= Amalia Chaverri Fonseca =

Costa Rican linguist (born 1941)

Amalia Chaverri Fonseca (born 1941) is a Costa Rican philologist and expert in Latin American literature, member of the Costa Rican Academy of Language since 2006. She previously served as director of the Costa Rican Museum of Art.

==Career==
Chaverri was born in 1941 in San José, Costa Rica. She graduated with a degree in Literature from the University of Costa Rica, where she also obtained a master's degree.

She has taught Latin American literature at the University of Costa Rica, and her studies on Latin American literature have been published in national and international academic journals. She joined the academic council of the Centre for Research on Central American Culture and Identity. Chavarria has contributed to Costa Rican newspapers on culture, politics and education.

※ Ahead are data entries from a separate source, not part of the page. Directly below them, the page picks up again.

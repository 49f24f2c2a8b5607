pub mod contest;
pub mod problem;
pub mod submission;
pub mod testcase;
pub mod user;
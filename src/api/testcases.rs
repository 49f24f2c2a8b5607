use super::helper;
use crate::auth::AuthUser;
use crate::errors::AppError;
use crate::model::testcase::{NewTestcase, Testcase, TestcaseCreated};
use crate::payloads::testcase::{CreateTestcasePayload, TestcasesParams};
use crate::response::ApiResponse;
use crate::schema::problems::dsl as problems_dsl;
use crate::schema::testcases::dsl as testcases_dsl;
use axum::extract::{Query, State};
use axum::response::Json;
use chrono::Utc;
use deadpool_diesel::sqlite::Pool;
use diesel::prelude::*;
use tracing::{info, instrument};

/// Adds a testcase to a problem.
///
/// Returns (wrapped in `ApiResponse`)
/// * `TestcaseCreated`: id/problem/visibility only; hidden data is not
///   echoed back (200 OK).
/// * `400 Bad Request`: If input or expected_output is empty.
/// * `404 Not Found`: If the problem does not exist.
#[instrument(skip(pool, payload))]
pub async fn create_testcase(
    State(pool): State<Pool>,
    _user: AuthUser,
    Json(payload): Json<CreateTestcasePayload>,
) -> Result<ApiResponse<TestcaseCreated>, AppError> {
    if payload.input.is_empty() || payload.expected_output.is_empty() {
        return Err(AppError::BadRequest(
            "Input and expected_output are required".to_string(),
        ));
    }

    let problem_id = payload.problem_id;
    let exists = helper::run_query(&pool, move |conn_sync| {
        problems_dsl::problems
            .find(problem_id)
            .select(problems_dsl::id)
            .first::<i32>(conn_sync)
            .optional()
    })
    .await?;
    if exists.is_none() {
        return Err(AppError::NotFound("Problem not found".to_string()));
    }

    let new_testcase = NewTestcase {
        problem_id: payload.problem_id,
        input: payload.input,
        expected_output: payload.expected_output,
        is_sample: payload.is_sample,
        created_at: Utc::now().naive_utc(),
    };

    let testcase_id = helper::run_query(&pool, move |conn_sync| {
        diesel::insert_into(testcases_dsl::testcases)
            .values(&new_testcase)
            .returning(crate::schema::testcases::id)
            .get_result::<i32>(conn_sync)
    })
    .await?;

    info!(
        "Created {} testcase {} for problem {}",
        if payload.is_sample { "sample" } else { "hidden" },
        testcase_id,
        payload.problem_id
    );
    Ok(ApiResponse::ok(TestcaseCreated {
        id: testcase_id,
        problem_id: payload.problem_id,
        is_sample: payload.is_sample,
    }))
}

/// Lists a problem's sample testcases. Hidden testcases never leave the
/// server, regardless of who asks.
#[instrument(skip(pool))]
pub async fn list_sample_testcases(
    State(pool): State<Pool>,
    Query(params): Query<TestcasesParams>,
) -> Result<ApiResponse<Vec<Testcase>>, AppError> {
    let samples = helper::run_query(&pool, move |conn_sync| {
        testcases_dsl::testcases
            .filter(
                testcases_dsl::problem_id
                    .eq(params.problem_id)
                    .and(testcases_dsl::is_sample.eq(true)),
            )
            .order(testcases_dsl::id.asc())
            .load::<Testcase>(conn_sync)
    })
    .await?;

    Ok(ApiResponse::ok(samples))
}
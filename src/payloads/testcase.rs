use serde::{Deserialize, Serialize};

#[derive(Serialize, Deserialize, Debug)]
pub struct CreateTestcasePayload {
    pub problem_id: i32,
    pub input: String,
    pub expected_output: String,
    #[serde(default)]
    pub is_sample: bool,
}

#[derive(Deserialize, Debug)]
pub struct TestcasesParams {
    pub problem_id: i32,
}
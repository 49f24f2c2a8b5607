use super::helper;
use crate::auth::AuthUser;
use crate::errors::AppError;
use crate::model::problem::{NewProblem, Problem};
use crate::payloads::problem::{CreateProblemPayload, ProblemsParams};
use crate::response::ApiResponse;
use crate::schema::contests::dsl as contests_dsl;
use crate::schema::problems::dsl as problems_dsl;
use axum::extract::{Path, Query, State};
use axum::response::Json;
use chrono::Utc;
use deadpool_diesel::sqlite::Pool;
use diesel::prelude::*;
use tracing::{info, instrument};

const DEFAULT_TIME_LIMIT_MS: i32 = 1000;
const DEFAULT_MEMORY_LIMIT_MB: i32 = 256;

/// Creates a problem, optionally attached to a contest.
///
/// Returns (wrapped in `ApiResponse`)
/// * `Problem`: the created problem (200 OK).
/// * `400 Bad Request`: If title or statement is empty.
/// * `404 Not Found`: If contest_id is given but unknown.
///
/// Non-positive or missing limits fall back to 1000 ms / 256 MB.
#[instrument(skip(pool, payload))]
pub async fn create_problem(
    State(pool): State<Pool>,
    _user: AuthUser,
    Json(payload): Json<CreateProblemPayload>,
) -> Result<ApiResponse<Problem>, AppError> {
    if payload.title.trim().is_empty() || payload.statement.trim().is_empty() {
        return Err(AppError::BadRequest(
            "Title and statement are required".to_string(),
        ));
    }

    if let Some(contest_id) = payload.contest_id {
        let exists = helper::run_query(&pool, move |conn_sync| {
            contests_dsl::contests
                .find(contest_id)
                .select(contests_dsl::id)
                .first::<i32>(conn_sync)
                .optional()
        })
        .await?;
        if exists.is_none() {
            return Err(AppError::NotFound("Contest not found".to_string()));
        }
    }

    let new_problem = NewProblem {
        contest_id: payload.contest_id,
        title: payload.title,
        statement: payload.statement,
        time_limit: payload.time_limit.filter(|v| *v > 0).unwrap_or(DEFAULT_TIME_LIMIT_MS),
        memory_limit: payload
            .memory_limit
            .filter(|v| *v > 0)
            .unwrap_or(DEFAULT_MEMORY_LIMIT_MB),
        created_at: Utc::now().naive_utc(),
    };

    let problem = helper::run_query(&pool, move |conn_sync| {
        diesel::insert_into(problems_dsl::problems)
            .values(&new_problem)
            .get_result::<Problem>(conn_sync)
    })
    .await?;

    info!("Created problem {}", problem.id);
    Ok(ApiResponse::ok(problem))
}

/// Lists a contest's problems in id order.
#[instrument(skip(pool))]
pub async fn list_contest_problems(
    State(pool): State<Pool>,
    _user: AuthUser,
    Query(params): Query<ProblemsParams>,
) -> Result<ApiResponse<Vec<Problem>>, AppError> {
    let problems = helper::run_query(&pool, move |conn_sync| {
        problems_dsl::problems
            .filter(problems_dsl::contest_id.eq(Some(params.contest_id)))
            .order(problems_dsl::id.asc())
            .load::<Problem>(conn_sync)
    })
    .await?;

    Ok(ApiResponse::ok(problems))
}

/// Fetches a single problem (statement included).
#[instrument(skip(pool))]
pub async fn get_problem(
    State(pool): State<Pool>,
    Path(problem_id): Path<i32>,
) -> Result<ApiResponse<Problem>, AppError> {
    let problem = helper::run_query(&pool, move |conn_sync| {
        problems_dsl::problems
            .find(problem_id)
            .first::<Problem>(conn_sync)
            .optional()
    })
    .await?;

    problem
        .map(ApiResponse::ok)
        .ok_or_else(|| AppError::NotFound("Problem not found".to_string()))
}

Chaverri was director of the Costa Rican Museum of Art and between 2002 and 2006 she was Deputy Minister of Culture. During this period, she coordinated the commemorative edition El Quijote entre nosotros (Don Quixote Among Us) and succeeded in getting UNESCO to declare Costa Rican boyeo and painted carts as intangible cultural heritage.

On 6 April 2006, Chaverri took office as a member of the Costa Rican Academy of Language, occupying Seat B, with her speech Literature: a web of fictions.